Mayor Gregor Robertson’s 10-year vision will provide better transit services across the Lower Mainland, although the North Shore receives few improvements under this plan. Students living at CapU’s off-campus residence however, didn’t benefit. Several students filed complaints through the CSU about 212 buses skipping their stop despite not being full. TransLink later said that they had attended to the problem and Vice President External Noah Berson and CSU organizer Patrick Meehan visited the residence to survey the situation and reported no pass-ups occurring during their brief visit, yet students continued to note the problem. Berson continually stressed that with the potential for another 150 students staying at the residence during the spring, it was crucial that there be adequate transit.
11. Capilano Cleaners won the right to unionize and students continue their fight for a living wage for all campus workers
Contracted cleaners at Capilano University employed by Best Service Pros won the right to join Service Employees International Union (SEIU Local 2) in June after a lengthy battle with their employer.

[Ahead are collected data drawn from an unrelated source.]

use axum::{
    http::StatusCode,
    response::{IntoResponse, Response},
    Json,
};
use serde_json::json;
use thiserror::Error;

use crate::agents::AgentError;
use crate::reports::SinkError;

/// Application-level error type.
/// Implements `IntoResponse` so Axum handlers can return `Result<T, AppError>`.
#[derive(Debug, Error)]
pub enum AppError {
    #[error("Not found: {0}")]
    NotFound(String),

    #[error("Validation error: {0}")]
    Validation(String),

    #[error("Unprocessable entity: {0}")]
    UnprocessableEntity(String),

    #[error("LLM error: {0}")]
    Llm(String),

    #[error("Storage error: {0}")]
    Storage(#[from] SinkError),

    #[error("Internal server error: {0}")]
    Internal(#[from] anyhow::Error),
}

impl From<AgentError> for AppError {
    fn from(e: AgentError) -> Self {
        match e {
            AgentError::NotFound { .. } => AppError::NotFound(e.to_string()),
            AgentError::MissingText { .. } => AppError::UnprocessableEntity(e.to_string()),
            AgentError::Normalization(_) => AppError::Llm(e.to_string()),
            AgentError::Llm(_) => AppError::Llm(e.to_string()),
            AgentError::Encode(_) => AppError::Internal(anyhow::anyhow!(e.to_string())),
        }
    }
}

impl IntoResponse for AppError {
    fn into_response(self) -> Response {
        let (status, code, message) = match &self {
            AppError::NotFound(msg) => (StatusCode::NOT_FOUND, "NOT_FOUND", msg.clone()),
            AppError::Validation(msg) => (StatusCode::BAD_REQUEST, "VALIDATION_ERROR", msg.clone()),
            AppError::UnprocessableEntity(msg) => (
                StatusCode::UNPROCESSABLE_ENTITY,
                "UNPROCESSABLE_ENTITY",
                msg.clone(),
            ),
            AppError::Llm(msg) => {
                tracing::error!("LLM error: {msg}");
                (
                    StatusCode::BAD_GATEWAY,
                    "LLM_ERROR",
                    "An AI processing error occurred".to_string(),
                )
            }
            AppError::Storage(e) => {
                tracing::error!("Storage error: {e}");
                (
                    StatusCode::INTERNAL_SERVER_ERROR,
                    "STORAGE_ERROR",
                    "A storage error occurred".to_string(),
                )
            }
            AppError::Internal(e) => {
                tracing::error!("Internal error: {e:?}");
                (
                    StatusCode::INTERNAL_SERVER_ERROR,
                    "INTERNAL_ERROR",
                    "An internal server error occurred".to_string(),
                )
            }
        };

        let body = Json(json!({
            "error": {
                "code": code,
                "message": message
            }
        }));

        (status, body).into_response()
    }
}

The 29 cleaners earn between $11.50 and $12 per hour with no benefits, forcing many of them to find second and sometimes third jobs in order to get by. An open letter signed by stakeholders circulated campus in the Fall semester and students signed a petition calling for a living wage to be implemented campus-wide, which would affect not just contracted workers but all workers. In November, President Paul Dangerfield announced that the University would consider including a living wage in the 2030 campus master plan, which is currently being drafted.
Foundry opened its doors in September to North Vancouver youth. The North Shore’s newest mental health clinic on Lower Lonsdale provides free counseling services and peer support for 12-24-year-olds – a crucial service, seeing as an estimated one in seven youth living in BC will suffer some form of a mental health issue.